One-quarter of respondents named Putin when asked to identify which politicians they trust the most, the Levada polling agency said Friday. That’s down three percentage points from April and less than half of the share of Russians who named him when Levada began asking the question in 2017.
“The slow but continuous decline in the approval of Vladimir Putin’s activities is recorded regardless of the survey methodology or how the questions are worded,” Levada said in a press release.
The pollster also attributed the doubling of undecided respondents from 17% in January to 33% in April and May to a package of constitutional amendments designed to extend Putin’s rule until 2036 as well as the government’s handling of the coronavirus outbreak.
Combined with the 16% who said they mistrust all politicians, Levada said that “half of Russians either don’t trust anyone or don’t know who to trust at all.”

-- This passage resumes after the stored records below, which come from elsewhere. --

// ============================================================
// PIPELINE CONFIGURATION
// ============================================================
// Values controlling where the run reads, writes and how it logs

use serde::{Deserialize, Serialize};
use std::path::{Component, Path, PathBuf};

use super::pulse::DatasetKind;

const LOG_LEVELS: [&str; 6] = ["trace", "debug", "info", "warn", "error", "off"];

/// Configuration for a single ingestion run
#[derive(Debug, Clone, PartialEq, Serialize, Deserialize)]
#[serde(default)]
pub struct PipelineConfig {
    /// Root of the JSON document tree (default: "data")
    pub input_root: PathBuf,

    /// Directory receiving the nine dataset artifacts (default: "parsed_output")
    pub output_dir: PathBuf,

    /// Single ASCII field delimiter for the artifacts (default: ",")
    pub delimiter: String,

    /// Follow symlinks while walking the input tree
    pub follow_links: bool,

    /// Write the run summary as JSON next to the artifacts
    pub write_report: bool,

    /// File name of the JSON run summary (default: "run_report.json")
    pub report_file_name: String,

    /// Fallback log filter when RUST_LOG is unset (default: "info")
    pub log_level: String,
}

impl Default for PipelineConfig {
    fn default() -> Self {
        Self {
            input_root: PathBuf::from("data"),
            output_dir: PathBuf::from("parsed_output"),
            delimiter: ",".to_string(),
            follow_links: false,
            write_report: true,
            report_file_name: "run_report.json".to_string(),
            log_level: "info".to_string(),
        }
    }
}

impl PipelineConfig {
    pub fn new() -> Self {
        Self::default()
    }

    /// Delimiter as the byte the CSV writer expects. Call after `validate`.
    pub fn delimiter_byte(&self) -> u8 {
        self.delimiter.as_bytes().first().copied().unwrap_or(b',')
    }

    pub fn report_path(&self) -> PathBuf {
        self.output_dir.join(&self.report_file_name)
    }

    /// Validate configuration values
    pub fn validate(&self) -> Result<(), String> {
        if self.input_root.as_os_str().is_empty() {
            return Err("input_root must not be empty".to_string());
        }
        if self.output_dir.as_os_str().is_empty() {
            return Err("output_dir must not be empty".to_string());
        }

        let delimiter = self.delimiter.as_bytes();
        if delimiter.len() != 1 || !delimiter[0].is_ascii() {
            return Err(format!(
                "delimiter must be a single ASCII character, got {:?}",
                self.delimiter
            ));
        }
        if matches!(delimiter[0], b'"' | b'\r' | b'\n') {
            return Err(format!("delimiter {:?} is not allowed", self.delimiter));
        }

        if self.report_file_name.trim().is_empty() {
            return Err("report_file_name must not be empty".to_string());
        }
        if self.report_file_name.contains(['/', '\\']) {
            return Err("report_file_name must be a bare file name".to_string());
        }
        if matches!(self.report_file_name.as_str(), "." | "..") {
            return Err(format!(
                "report_file_name {:?} is not a file name",
                self.report_file_name
            ));
        }
        if let Some(kind) = DatasetKind::ALL
            .iter()
            .find(|kind| kind.file_name().eq_ignore_ascii_case(&self.report_file_name))
        {
            return Err(format!(
                "report_file_name {:?} would overwrite the {} dataset",
                self.report_file_name, kind
            ));
        }

        // Artifacts written under the input tree would be read back as input
        if lexical(&self.output_dir).starts_with(lexical(&self.input_root)) {
            return Err(format!(
                "output_dir {} must not be inside input_root {}",
                self.output_dir.display(),
                self.input_root.display()
            ));
        }

        if !LOG_LEVELS.contains(&self.log_level.to_lowercase().as_str()) {
            return Err(format!("Unknown log level: {}", self.log_level));
        }
        Ok(())
    }
}

/// Path without `.` components, for prefix comparison
fn lexical(path: &Path) -> PathBuf {
    path.components()
        .filter(|component| !matches!(component, Component::CurDir))
        .collect()
}

/// Values given explicitly on the command line; unset fields leave the
/// lower configuration layers untouched
#[derive(Debug, Clone, Default, PartialEq, Serialize, Deserialize)]
pub struct PipelineOverrides {
    #[serde(skip_serializing_if = "Option::is_none")]
    pub input_root: Option<PathBuf>,

    #[serde(skip_serializing_if = "Option::is_none")]
    pub output_dir: Option<PathBuf>,

    #[serde(skip_serializing_if = "Option::is_none")]
    pub delimiter: Option<String>,

    #[serde(skip_serializing_if = "Option::is_none")]
    pub follow_links: Option<bool>,

    #[serde(skip_serializing_if = "Option::is_none")]
    pub write_report: Option<bool>,

    #[serde(skip_serializing_if = "Option::is_none")]
    pub log_level: Option<String>,
}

In separate poll results released Monday, Levada said 28% of respondents voiced readiness to take part in protests over falling living standards. That’s up four percentage points from the previous survey in February and the highest share seen since the 30% peak in November 2018, after Putin signed a controversial law raising the retirement age.
Respondents who were the least well-off were more likely to say they would be willing to join demonstrations (37%), Levada chief Lev Gudkov told the Open Media news website.
“It’s a very unexpected effect that I think is mostly due to a sharp rise in uncertainty, the threat of losing your job, the decline in income, general anxiety and obvious instability in life,” Gudkov told Open Media.
Levada conducted both surveys by phone among 1,623 Russian respondents between May 22-24.